Yaptıkları, söylediklerine aykırıdır! Hak ehli olanın
esaslarında hiç suret (video , fotoğraf), temsil (tiyatro, sinema), şarkılar ve
seçimlere katılma bulunur mu?!
Dünya Fitnesi
Bundan sonra bil ki, Allah seni taatinde ve razı olduğu
işlerde başarılı kılsın, günlerce Selef’in yolu üzere olan kimseler, saptılar,
değiştiler ve değiştirdiler. Hayatta olanın fitnesinden emin olunamaz.
Gereken şey: şahıslara değil, Selefin menhecine tutunmaktır.
Buharî ve Muslim’de gelen şu hadisten başkası olmasa yeterdi: İbn Mes’ud radiyallahu
anh’den: “Onlardan kimisi cennetliklerin amelini işler, hatta cennet ile
kendisi arasında bir dirsek boyu mesafe kalır, Allah’ın onun hakkındaki yazgısı
öne geçer ve kişi cehhennemliklerin amelini işler, böylece ona girer.”
Muslim, Ebu Hureyre radiyallahu anh’den rivayet ediyor: “Kişinin
mümin olarak sabahlayıp, kafir olarak akşamlayacağı, dünya malı karşısında
dinini satacağı karanlık geceler gibi fitnelerden önce amellerde acele edin.”
Bizler dünya ve maddiyat hususunda azgınlık yapılan ve
kalplerin dünyaya bağlandığı bir zamandayız. Rabbimin merhamet ettiklerinden
başkası sapmıştır.
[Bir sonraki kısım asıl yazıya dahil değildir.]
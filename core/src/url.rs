//! Absolute URL splitting for the HTTP client.
//!
//! # Design
//! Only the two schemes the client can speak are recognized. The split is
//! positional: the host runs to the first `/` or `:`, a `:` that precedes the
//! first `/` introduces a port, and the path is everything from the first `/`
//! on (query string included, nothing is decoded).
//!
//! Port text is read the way C's `atoi` reads it: leading decimal digits are
//! used and a port with no digits at all becomes `0`. Such a URL parses, and
//! the connect attempt fails later.

use std::fmt;

use crate::error::{Error, Result};

/// Longest host name accepted, in bytes.
pub const MAX_HOST_LEN: usize = 255;

/// Port text at or beyond this length is rejected outright.
const MAX_PORT_TEXT_LEN: usize = 16;

#[derive(Debug, Clone, Copy, PartialEq, Eq)]
pub enum Scheme {
    Http,
    Https,
}

impl Scheme {
    pub fn default_port(self) -> u16 {
        match self {
            Scheme::Http => 80,
            Scheme::Https => 443,
        }
    }

    pub fn is_tls(self) -> bool {
        self == Scheme::Https
    }

    fn prefix(self) -> &'static str {
        match self {
            Scheme::Http => "http://",
            Scheme::Https => "https://",
        }
    }
}

/// An absolute URL split into the parts the transport needs.
#[derive(Debug, Clone, PartialEq, Eq)]
pub struct ParsedUrl {
    pub scheme: Scheme,
    pub host: String,
    pub port: u16,
    pub path: String,
}

impl ParsedUrl {
    pub fn parse(url: &str) -> Result<Self> {
        let (scheme, rest) = if let Some(rest) = url.strip_prefix("https://") {
            (Scheme::Https, rest)
        } else if let Some(rest) = url.strip_prefix("http://") {
            (Scheme::Http, rest)
        } else {
            return Err(Error::MalformedUrl(format!("unsupported scheme in {url:?}")));
        };

        let slash = rest.find('/');
        let colon = rest.find(':');

        let path = match slash {
            Some(i) => rest[i..].to_string(),
            None => "/".to_string(),
        };

        let (host, port) = match colon {
            Some(c) if slash.map_or(true, |s| c < s) => {
                let port_text = &rest[c + 1..slash.unwrap_or(rest.len())];
                (&rest[..c], parse_port(port_text)?)
            }
            _ => (&rest[..slash.unwrap_or(rest.len())], scheme.default_port()),
        };

        if host.is_empty() {
            return Err(Error::MalformedUrl(format!("empty host in {url:?}")));
        }
        if host.len() > MAX_HOST_LEN {
            return Err(Error::MalformedUrl(format!(
                "host is {} bytes, limit is {MAX_HOST_LEN}",
                host.len()
            )));
        }

        Ok(Self {
            scheme,
            host: host.to_string(),
            port,
            path,
        })
    }
}

impl fmt::Display for ParsedUrl {
    fn fmt(&self, f: &mut fmt::Formatter<'_>) -> fmt::Result {
        write!(f, "{}{}", self.scheme.prefix(), self.host)?;
        if self.port != self.scheme.default_port() {
            write!(f, ":{}", self.port)?;
        }
        f.write_str(&self.path)
    }
}

fn parse_port(text: &str) -> Result<u16> {
    if text.len() >= MAX_PORT_TEXT_LEN {
        return Err(Error::MalformedUrl(format!("port {text:?} is too long")));
    }

    let trimmed = text.trim_start();
    let (negative, digits) = match trimmed.as_bytes().first() {
        Some(b'-') => (true, &trimmed[1..]),
        Some(b'+') => (false, &trimmed[1..]),
        _ => (false, trimmed),
    };

    let mut value: u32 = 0;
    for b in digits.bytes().take_while(u8::is_ascii_digit) {
        value = value * 10 + u32::from(b - b'0');
        if value > u32::from(u16::MAX) {
            return Err(Error::MalformedUrl(format!("port {text:?} is out of range")));
        }
    }
    if negative && value != 0 {
        return Err(Error::MalformedUrl(format!("port {text:?} is negative")));
    }
    Ok(value as u16)
}
use std::env;
use std::path::PathBuf;

fn main() {
    println!("cargo:rerun-if-changed=src");

    let (Ok(crate_dir), Ok(out_dir)) = (env::var("CARGO_MANIFEST_DIR"), env::var("OUT_DIR")) else {
        println!("cargo:warning=cargo did not set CARGO_MANIFEST_DIR/OUT_DIR, skipping header");
        return;
    };
    let header = PathBuf::from(out_dir).join("ddns.h");

    match cbindgen::Builder::new()
        .with_crate(crate_dir)
        .with_language(cbindgen::Language::C)
        .with_include_guard("DDNS_H")
        .with_cpp_compat(true)
        .generate()
    {
        Ok(bindings) => {
            bindings.write_to_file(&header);
        }
        Err(e) => println!("cargo:warning=cbindgen could not generate ddns.h: {e}"),
    }
}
Bu konuda Nebî sallallahu aleyhi ve sellem şöyle
buyurmuştur: “Fakirlikten mi korkuyorsunuz? Nefsim elinde olana yemin ederim,
dünya üzerinize öyle açılacak ki, birinizin kalbi ancak ona kayacaktır.” İbn
Mace (5) bunu Ebu’d-Derda radiyallahu anh’den rivayet etmiştir.
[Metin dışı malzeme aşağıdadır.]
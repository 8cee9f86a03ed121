//! HTTP request and response types, and request framing.
//!
//! # Design
//! These types describe one HTTP/1.1 exchange as plain owned data. A
//! `Request` is serialized by `to_bytes` exactly as it will appear on the
//! wire: no header canonicalization, no escaping, no default headers beyond
//! `Host`. Callers own well-formedness of header values (no embedded CR/LF).
//!
//! The transport reads until the peer closes, so callers that talk to
//! keep-alive servers should add `Connection: close` themselves.

use std::fmt;

/// HTTP method for a request.
#[derive(Debug, Clone, Copy, PartialEq, Eq)]
pub enum Method {
    Get,
    Post,
    Put,
    Delete,
}

impl Method {
    pub fn as_str(self) -> &'static str {
        match self {
            Method::Get => "GET",
            Method::Post => "POST",
            Method::Put => "PUT",
            Method::Delete => "DELETE",
        }
    }
}

impl fmt::Display for Method {
    fn fmt(&self, f: &mut fmt::Formatter<'_>) -> fmt::Result {
        f.write_str(self.as_str())
    }
}

/// Append-ordered header list. Duplicate names are kept and all of them are
/// sent, in the order they were added.
#[derive(Debug, Clone, Default, PartialEq, Eq)]
pub struct Headers {
    entries: Vec<(String, String)>,
}

impl Headers {
    pub fn new() -> Self {
        Self::default()
    }

    pub fn add(&mut self, name: impl Into<String>, value: impl Into<String>) -> &mut Self {
        self.entries.push((name.into(), value.into()));
        self
    }

    /// First value whose name matches, ignoring ASCII case.
    pub fn get(&self, name: &str) -> Option<&str> {
        self.entries
            .iter()
            .find(|(n, _)| n.eq_ignore_ascii_case(name))
            .map(|(_, v)| v.as_str())
    }

    pub fn iter(&self) -> impl Iterator<Item = (&str, &str)> {
        self.entries.iter().map(|(n, v)| (n.as_str(), v.as_str()))
    }

    pub fn len(&self) -> usize {
        self.entries.len()
    }

    pub fn is_empty(&self) -> bool {
        self.entries.is_empty()
    }
}

impl<N: Into<String>, V: Into<String>> FromIterator<(N, V)> for Headers {
    fn from_iter<I: IntoIterator<Item = (N, V)>>(iter: I) -> Self {
        Self {
            entries: iter.into_iter().map(|(n, v)| (n.into(), v.into())).collect(),
        }
    }
}

/// A single HTTP/1.1 request ready to be framed.
#[derive(Debug, Clone)]
pub struct Request {
    pub method: Method,
    pub host: String,
    pub path: String,
    pub headers: Headers,
    pub body: Option<Vec<u8>>,
}

impl Request {
    /// Frame the request: request line, `Host`, caller headers in order,
    /// `Content-Length` when a body is present, blank line, body bytes.
    pub fn to_bytes(&self) -> Vec<u8> {
        let mut head = format!("{} {} HTTP/1.1\r\nHost: {}\r\n", self.method, self.path, self.host);
        for (name, value) in self.headers.iter() {
            head.push_str(name);
            head.push_str(": ");
            head.push_str(value);
            head.push_str("\r\n");
        }
        if let Some(body) = &self.body {
            head.push_str(&format!("Content-Length: {}\r\n", body.len()));
        }
        head.push_str("\r\n");

        let mut wire = head.into_bytes();
        if let Some(body) = &self.body {
            wire.extend_from_slice(body);
        }
        wire
    }
}

/// A decoded HTTP response.
///
/// `body` never contains chunk framing: the reader strips it before the
/// response is handed out.
#[derive(Debug, Clone, Default, PartialEq, Eq)]
pub struct Response {
    pub status: u16,
    pub headers: Headers,
    pub body: Vec<u8>,
}

impl Response {
    /// `true` for any 2xx status.
    pub fn succeeded(&self) -> bool {
        (200..300).contains(&self.status)
    }

    /// Body as text, replacing invalid UTF-8 sequences.
    pub fn text(&self) -> String {
        String::from_utf8_lossy(&self.body).into_owned()
    }
}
Dünyaya tenezzül etmedikçe dünya ehline dünyalık verilmediğinden,
bid’at ehli pekçok mal toplamışlardır ve bu dünyalık ancak onlara yakın
olanlara verilmektedir. Onlara tenezzül edenler de ellerini dolduruyor. Böylece
Nebî sallallahu aleyhi ve sellem’in şu hadisi gerçekleşiyor: “Elbette İslam
halka halka eksilecektir.” Bir de bakmışız ki arkadaşlarımız fânî dünyanın molozları
ardında soluk soluğa! Tenezzülden sonra tenezzül, ta ki hizipçiliğin kucağına
düşüyor!
Nebî sallallahu aleyhi ve sellem’in şu hadisiyle amel etmek
nerede kaldı?: “Her ümmetin bir fitnesi vardır. Ümmetimin fitnesi ise maldır.”
Tirmizî, Malilk b. Iyad radiyallahu anh’den rivayet etmiştir.
Nebî sallallahu aleyhi ve sellem ümmetini sakındırarak şöyle
buyurmuştur: “Dünyadan sakının! Kadınlardan sakının!” Bunu Muslim Ebu
Said radiyallahu anh’den rivayet etmiştir.